Loan fine print terms you need to be aware of

Getting a new loan can be exciting because it usually means you’re getting something new and expensive. Unfortunately, it’s easy to get caught up in all the fun parts of new loans while ignoring the negative parts. Namely, when you get a loan, you’ll have to make large monthly payments for years, and the interest can be staggering.

Here are some loan fine print terms you need to know about so you can get your loan paid off as soon as you can.


When you see an advertisement or are promised a pre-approval, be aware that this doesn’t necessarily mean that you’ll get the loan. Despite the language used, pre-approvals are not approvals, and are subject to change. Before you sign any loan documents, read the paperwork to verify that you understand the terms of the loan and know what the interest rate is.


Depending on your loan and your lender, you might be allowed to make pre-payments. Pre-payments are extra payments on your loan to reduce the duration of the loan and the interest you’ll need to pay. These payments are not in lieu of regular payments—for example, if your monthly payments are $100, you can’t make a $500 payment and then not pay for five months.

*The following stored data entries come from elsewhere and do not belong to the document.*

use crate::color::Color;
use crate::error::{Result, SceneError};
use serde::{Deserialize, Serialize};
use std::collections::HashSet;

/// Project or skill entry supplied by the page layer. Read-only to the scenes.
#[derive(Debug, Clone, PartialEq, Serialize, Deserialize)]
#[serde(rename_all = "camelCase")]
pub struct ItemRecord {
    pub id: u64,
    pub label: String,
    pub category: String,
    #[serde(default)]
    pub accent_color: Option<String>,
    #[serde(default)]
    pub magnitude: Option<f32>,
    #[serde(default)]
    pub technologies: Vec<String>,
}

impl ItemRecord {
    pub fn new(id: u64, label: impl Into<String>, category: impl Into<String>) -> Self {
        Self {
            id,
            label: label.into(),
            category: category.into(),
            accent_color: None,
            magnitude: None,
            technologies: Vec::new(),
        }
    }

    pub fn with_accent(mut self, color: impl Into<String>) -> Self {
        self.accent_color = Some(color.into());
        self
    }

    pub fn with_magnitude(mut self, magnitude: f32) -> Self {
        self.magnitude = Some(magnitude);
        self
    }

    pub fn with_technologies<I, S>(mut self, technologies: I) -> Self
    where
        I: IntoIterator<Item = S>,
        S: Into<String>,
    {
        self.technologies = technologies.into_iter().map(Into::into).collect();
        self
    }

    /// The accent color, or the configuration error that prevents rendering.
    pub fn accent(&self) -> Result<Color> {
        let value = self
            .accent_color
            .as_deref()
            .ok_or_else(|| SceneError::MissingAccentColor {
                id: self.id,
                label: self.label.clone(),
            })?;

        Color::from_hex(value).map_err(|err| SceneError::InvalidAccentColor {
            id: self.id,
            value: value.to_string(),
            reason: match err {
                SceneError::InvalidColor { reason, .. } => reason,
                other => other.to_string(),
            },
        })
    }

    fn validate_magnitude(&self) -> Result<()> {
        match self.magnitude {
            Some(value) if !(0.0..=100.0).contains(&value) => {
                Err(SceneError::MagnitudeOutOfRange { id: self.id, value })
            }
            _ => Ok(()),
        }
    }
}

/// Input to the scene generator.
#[derive(Debug, Clone, PartialEq, Serialize, Deserialize)]
#[serde(rename_all = "snake_case")]
pub enum SceneConfig {
    Count(i64),
    Records(Vec<ItemRecord>),
}

impl SceneConfig {
    /// Number of objects the config declares, after validation.
    pub fn object_count(&self) -> Result<usize> {
        match self {
            SceneConfig::Count(count) if *count < 0 => Err(SceneError::NegativeCount(*count)),
            SceneConfig::Count(count) => Ok(*count as usize),
            SceneConfig::Records(records) => Ok(records.len()),
        }
    }

    /// Checks everything a scene needs before any object is created.
    pub fn validate(&self) -> Result<()> {
        match self {
            SceneConfig::Count(_) => self.object_count().map(|_| ()),
            SceneConfig::Records(records) => validate_records(records).map(|_| ()),
        }
    }
}

/// Validates every record and returns their accent colors in order.
pub fn validate_records(records: &[ItemRecord]) -> Result<Vec<Color>> {
    let mut seen = HashSet::with_capacity(records.len());
    records
        .iter()
        .map(|record| {
            if !seen.insert(record.id) {
                return Err(SceneError::DuplicateRecordId(record.id));
            }
            record.validate_magnitude()?;
            record.accent()
        })
        .collect()
}
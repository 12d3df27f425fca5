use std::time::Duration;

#[cfg(not(target_arch = "wasm32"))]
pub use std::time::Instant;

#[cfg(target_arch = "wasm32")]
use core::ops::Sub;

#[cfg(target_arch = "wasm32")]
#[derive(Clone, Copy, Debug, PartialEq)]
pub struct Instant {
    millis: f64,
}

#[cfg(target_arch = "wasm32")]
impl Instant {
    pub fn now() -> Self {
        Self {
            millis: performance_now(),
        }
    }

    pub fn duration_since(&self, earlier: Instant) -> Duration {
        Duration::from_secs_f64((self.millis - earlier.millis).max(0.0) / 1000.0)
    }

    pub fn elapsed(&self) -> Duration {
        Self::now() - *self
    }
}

#[cfg(target_arch = "wasm32")]
impl Sub<Instant> for Instant {
    type Output = Duration;

    fn sub(self, rhs: Instant) -> Duration {
        self.duration_since(rhs)
    }
}

#[cfg(target_arch = "wasm32")]
fn performance_now() -> f64 {
    web_sys::window()
        .and_then(|window| window.performance())
        .map(|perf| perf.now())
        .unwrap_or(0.0)
}

/// Turns host frame instants into elapsed scene seconds.
///
/// The clock starts on the first sampled frame. Time spent paused is
/// excluded, so a scene that is hidden and shown again resumes where it
/// left off instead of jumping ahead.
#[derive(Clone, Copy, Debug, Default)]
pub struct SceneClock {
    start: Option<Instant>,
    paused_at: Option<Instant>,
    paused_total: Duration,
}

impl SceneClock {
    pub fn new() -> Self {
        Self::default()
    }

    pub fn is_started(&self) -> bool {
        self.start.is_some()
    }

    pub fn is_paused(&self) -> bool {
        self.paused_at.is_some()
    }

    /// Elapsed seconds at `now`; the first call starts the clock at zero.
    pub fn sample(&mut self, now: Instant) -> f64 {
        let start = *self.start.get_or_insert(now);
        let reference = self.paused_at.unwrap_or(now);
        let running = reference.duration_since(start);
        running.saturating_sub(self.paused_total).as_secs_f64()
    }

    pub fn pause(&mut self, now: Instant) {
        if self.start.is_some() && self.paused_at.is_none() {
            self.paused_at = Some(now);
        }
    }

    pub fn resume(&mut self, now: Instant) {
        if let Some(paused_at) = self.paused_at.take() {
            self.paused_total += now.duration_since(paused_at);
        }
    }
}

#[cfg(all(test, not(target_arch = "wasm32")))]
mod tests {
    use super::*;

    #[test]
    fn first_sample_is_zero() {
        let mut clock = SceneClock::new();
        let t0 = Instant::now();
        assert_eq!(clock.sample(t0), 0.0);
        let later = clock.sample(t0 + Duration::from_millis(1500));
        assert!((later - 1.5).abs() < 1e-9);
    }

    #[test]
    fn paused_time_is_excluded() {
        let mut clock = SceneClock::new();
        let t0 = Instant::now();
        clock.sample(t0);

        clock.pause(t0 + Duration::from_secs(2));
        let frozen = clock.sample(t0 + Duration::from_secs(5));
        assert!((frozen - 2.0).abs() < 1e-9);

        clock.resume(t0 + Duration::from_secs(10));
        let resumed = clock.sample(t0 + Duration::from_secs(11));
        assert!((resumed - 3.0).abs() < 1e-9);
    }

    #[test]
    fn pause_before_start_is_ignored() {
        let mut clock = SceneClock::new();
        let t0 = Instant::now();
        clock.pause(t0);
        assert!(!clock.is_paused());
        assert_eq!(clock.sample(t0 + Duration::from_secs(1)), 0.0);
    }
}
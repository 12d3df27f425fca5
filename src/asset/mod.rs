pub mod cache;
pub mod handle;
pub mod mesh;

pub use cache::AssetCache;
pub use handle::Handle;
pub use mesh::Mesh;

use crate::scene::ShapeKind;
use std::collections::HashMap;

pub struct Assets {
    pub meshes: AssetCache<Mesh>,
    shapes: HashMap<(ShapeKind, u32), Handle<Mesh>>,
}

impl Assets {
    pub fn new() -> Self {
        Self {
            meshes: AssetCache::new(),
            shapes: HashMap::new(),
        }
    }

    /// Geometry for a generated shape, built once per (kind, size).
    pub fn shape_mesh(&mut self, kind: ShapeKind, size: f32) -> Handle<Mesh> {
        let meshes = &mut self.meshes;
        *self
            .shapes
            .entry((kind, size.to_bits()))
            .or_insert_with(|| meshes.insert(kind.build_geometry(size).into()))
    }

    pub fn clear(&mut self) {
        self.meshes.clear();
        self.shapes.clear();
    }
}

impl Default for Assets {
    fn default() -> Self {
        Self::new()
    }
}

#[cfg(test)]
mod tests {
    use super::*;

    #[test]
    fn identical_shapes_share_geometry() {
        let mut assets = Assets::new();
        let a = assets.shape_mesh(ShapeKind::Sphere, 0.3);
        let b = assets.shape_mesh(ShapeKind::Sphere, 0.3);
        let c = assets.shape_mesh(ShapeKind::Cuboid, 0.3);
        assert_eq!(a, b);
        assert_ne!(a, c);
        assert_eq!(assets.meshes.len(), 2);
    }
}
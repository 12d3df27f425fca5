use crate::scene::components::{Name, ShapeComponent, WorldTransform};
use hecs::World;

pub(crate) fn log_transform_summary(scene_name: &str, world: &World, elapsed: f64) {
    log::info!("=== {} @ {:.2}s ===", scene_name, elapsed);
    for (_entity, (name, shape, world_transform)) in world
        .query::<(Option<&Name>, Option<&ShapeComponent>, &WorldTransform)>()
        .iter()
    {
        let label = match (name, shape) {
            (Some(name), _) => name.0.clone(),
            (None, Some(shape)) => format!("{:?} #{}", shape.descriptor.kind, shape.index),
            (None, None) => continue,
        };
        log::debug!(
            "{}: T:{:?} R:{:?}",
            label,
            world_transform.0.translation,
            world_transform.0.rotation
        );
    }
    log::info!("{} entities", world.len());
}
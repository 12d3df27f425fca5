use crate::scene::components::{Children, Parent, TransformComponent, WorldTransform};
use crate::scene::transform::Transform;
use hecs::World;

/// Recomputes `WorldTransform` for every entity, parents before children.
pub(crate) fn propagate_transforms(world: &mut World) {
    let roots: Vec<hecs::Entity> = world
        .query::<&TransformComponent>()
        .without::<&Parent>()
        .iter()
        .map(|(entity, _)| entity)
        .collect();

    let mut stack: Vec<(hecs::Entity, Transform)> = Vec::new();

    for root in roots {
        stack.push((root, Transform::IDENTITY));

        while let Some((entity, parent_world)) = stack.pop() {
            let Ok(local) = world.get::<&TransformComponent>(entity).map(|t| t.0) else {
                log::trace!("Entity {:?} lost its transform, skipping subtree", entity);
                continue;
            };

            let world_transform = parent_world.mul_transform(&local);
            if let Err(err) = write_world_transform(world, entity, world_transform) {
                log::error!("Failed to store world transform for {:?}: {:?}", entity, err);
                continue;
            }

            if let Ok(children) = world.get::<&Children>(entity) {
                stack.extend(children.0.iter().rev().map(|&child| (child, world_transform)));
            }
        }
    }
}

fn write_world_transform(
    world: &mut World,
    entity: hecs::Entity,
    transform: Transform,
) -> Result<(), hecs::NoSuchEntity> {
    if let Ok(mut existing) = world.get::<&mut WorldTransform>(entity) {
        existing.0 = transform;
        return Ok(());
    }
    world.insert_one(entity, WorldTransform(transform))
}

Interest rate and compound interest

Be sure you understand your interest rate and how it compounds. A fixed interest rate is one that stays the same for the duration of the loan term. A variable rate is an interest rate that changes, sometimes frequently. Interest that compounds semi-annually means the interest charges are calculated twice a year, while interest compounded monthly is calculated each month.

Credit history reporting

Not all loan companies report to credit bureaus. If you have taken out a loan to help improve your credit history, make sure you read the fine print and find out for sure whether timely payments will be reported to credit bureaus. Without this reporting, your payments will have no effect on your credit history.

Interest Rate Differential (IRD)

This is a big term for mortgages. If you are in a situation where you want to pay off your mortgage (usually the result of selling your home), you might find that you are being charged an interest rate differential (IRD) penalty, if this penalty is greater than three months’ interest.

Lenders calculate this penalty differently, but usually it’s the difference between the posted rate when you took your mortgage and the current rate of a mortgage whose term matches the remaining time on your loan. Depending on how this is calculated, it can run in the tens of thousands of dollars, so be sure you understand how this penalty is calculated before you take out the loan.

Getting a loan is stressful. To reduce this stress and avoid any potential problems in the future, be sure to read the fine print before you sign. By understanding your loan documents and learning these terms you need to know about, you can get a loan with confidence.